I was heavily involved in drafting their proposals for the so-called mitigation works for the BeaulyDenny power line, including rebuilding the dry stone dykes along the Sheriffmuir road, planting appropriate trees in certain locations and some path work up Dumyat and round the Cocksburn Reservoir.
We saw a clear need for some appropriate and sensitively-designed path work to be done because since the Scottish Government’s Land Reform Act 2003 came into force there had been a substantial and everincreasing presence of mountain bikers on the hill, in addition to the already large number of walkers, and a consequent substantial amount of damage to and widening of the paths.
The path up Dumyat had become heavily braided and in far worse condition than, say, 15 years ago.
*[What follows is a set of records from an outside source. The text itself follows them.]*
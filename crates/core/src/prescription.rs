//! Issued prescriptions.

use crate::patient::Patient;
use crate::physician::Physician;
use crate::{ClinicError, ClinicResult};
use chrono::{DateTime, Utc};
use clinic_types::NonEmptyText;
use std::sync::Arc;

/// An immutable prescription stamped with the moment it was issued.
#[derive(Debug, Clone)]
pub struct Prescription {
    patient: Arc<Patient>,
    physician: Arc<Physician>,
    medications: Vec<NonEmptyText>,
    issued_at: DateTime<Utc>,
}

impl Prescription {
    pub(crate) fn new(
        patient: Arc<Patient>,
        physician: Arc<Physician>,
        medications: Vec<NonEmptyText>,
        issued_at: DateTime<Utc>,
    ) -> Self {
        Self {
            patient,
            physician,
            medications,
            issued_at,
        }
    }

    pub fn patient(&self) -> &Patient {
        &self.patient
    }

    pub fn physician(&self) -> &Physician {
        &self.physician
    }

    pub fn medications(&self) -> &[NonEmptyText] {
        &self.medications
    }

    pub fn issued_at(&self) -> DateTime<Utc> {
        self.issued_at
    }
}

/// Validates a medication list.
///
/// # Errors
///
/// Returns `ClinicError::InvalidPrescription` if the list is empty or any entry is blank.
pub(crate) fn parse_medications<I, S>(medications: I) -> ClinicResult<Vec<NonEmptyText>>
where
    I: IntoIterator<Item = S>,
    S: AsRef<str>,
{
    let medications = medications
        .into_iter()
        .map(|m| {
            NonEmptyText::new(m).map_err(|_| {
                ClinicError::InvalidPrescription("medication names cannot be blank".into())
            })
        })
        .collect::<ClinicResult<Vec<_>>>()?;

    if medications.is_empty() {
        return Err(ClinicError::InvalidPrescription(
            "at least one medication is required".into(),
        ));
    }
    Ok(medications)
}

impl std::fmt::Display for Prescription {
    fn fmt(&self, f: &mut std::fmt::Formatter<'_>) -> std::fmt::Result {
        let meds: Vec<&str> = self.medications.iter().map(|m| m.as_str()).collect();
        write!(
            f,
            "Prescription for {} by {} on {}: {}",
            self.patient,
            self.physician,
            self.issued_at.format("%Y-%m-%d %H:%M:%S"),
            meds.join(", ")
        )
    }
}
FotO were invited to comment on two versions of the plans that were drawn up for the path works by the consultants appointed by the Scottish Government’s steering group.
We made robust and detailed comments on both sets of proposals but many of our comments were not accepted and we were then told we would not be consulted further. However, the advice that we offered was clear, emphatic and repeated on a number of occasions, both verbally and in writing.
Among the main points we made was that the Dumyat area was visited by some 40,000 people annually for outdoors recreation. Many of these people care passionately about the area and would be hugely concerned about any insensitive path works.
We said it would be imperative to consult widely with other community groups and users of the area on the development of the proposals for path work. It is so predictable that a failure to do this has resulted in public outrage.
In our very clear view it was imperative for any path work to be implemented only where essential, particularly over the extensive area that had become excessively boggy, but leaving existing stretches of rocky path, especially where the rock is itself of geological interest. The work would have to be carried out very sensitively. We made clear our opposition to the sort of artificial path work that is often seen in more urban environments and is sometimes used (wrongly) in popular upland areas.
We advised very strongly that in many stretches the proposal that the paths should be 1 or 1.5 metres wide would be wholly inappropriate to the scale of the landscape.
Sadly but not surprisingly, it seems that some aspects of our advice may not have been taken on board. However, it may be that, at least in some parts, the works that have now started will not look as bad once they are finished as they do now.
What is needed now, even at this eleventh hour, is for those responsible for these works to start listening properly to the public who deeply care about the environment of the Ochils and whose enjoyment of the area stands to be compromised if the works are not well designed. They need to be informed and included.